À Chauny, un décret municipal récemment adopté a provoqué une fracture profonde dans le quotidien des habitants. Le maire a mis en place une interdiction stricte de mendier sur les rues centrales, valable du lundi au samedi, de 8 h à 20 h, jusqu’au 1er novembre 2026. Cette mesure, justifiée par des récits d’agressions et de violence, a rapidement suscité un débat marqué par la polarisation.

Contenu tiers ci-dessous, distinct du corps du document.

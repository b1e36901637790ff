use anyhow::{Context, Result};
use std::path::{Path, PathBuf};

use crate::{validate_characters, CharacterConfig};

/// JSON-backed store for the character list.
///
/// A missing file is an empty roster, not an error; a file that exists but
/// does not parse is reported so a typo never silently wipes a roster.
pub struct CharacterConfigStore {
    path: PathBuf,
}

impl CharacterConfigStore {
    pub fn new(path: impl Into<PathBuf>) -> Self {
        Self { path: path.into() }
    }

    pub fn path(&self) -> &Path {
        &self.path
    }

    pub fn load(&self) -> Result<Vec<CharacterConfig>> {
        if !self.path.exists() {
            tracing::info!("No character file at {}", self.path.display());
            return Ok(Vec::new());
        }
        let content = std::fs::read_to_string(&self.path)
            .with_context(|| format!("Failed to read {}", self.path.display()))?;
        let characters: Vec<CharacterConfig> = serde_json::from_str(&content)
            .with_context(|| format!("Failed to parse {}", self.path.display()))?;
        validate_characters(&characters)?;
        tracing::info!(
            "Loaded {} character(s) from {}",
            characters.len(),
            self.path.display()
        );
        Ok(characters)
    }

    pub fn save(&self, characters: &[CharacterConfig]) -> Result<()> {
        validate_characters(characters)?;
        let json = serde_json::to_string_pretty(characters)?;
        std::fs::write(&self.path, json)
            .with_context(|| format!("Failed to write {}", self.path.display()))
    }
}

Les plaintes, venues depuis plusieurs mois, décrivent des individus se positionnant devant les commerces, consommant de l’alcool en groupe et provoquant des confrontations avec les passants. Selon une source municipale, ces comportements « perturbent la tranquillité des espaces publics et menacent directement la sécurité des citoyens ». Lors d’une récente entretien avec un commerçant, il a souligné que ce phénomène avait rendu l’activité commerciale particulièrement vulnérable : « Les clients sont harcelés, leurs biens volent, et les tensions montent chaque soirée. »
Malgré des propositions de soutien social pour ces personnes en situation de fragilité, la majorité a refusé d’en bénéficier. Le maire, qui a d’abord cherché à régler le problème via des mesures préventives, a insisté sur son rôle de garant de l’ordre public : « En tant que responsable municipal, je suis tenu de protéger les espaces communs et la sécurité collective. »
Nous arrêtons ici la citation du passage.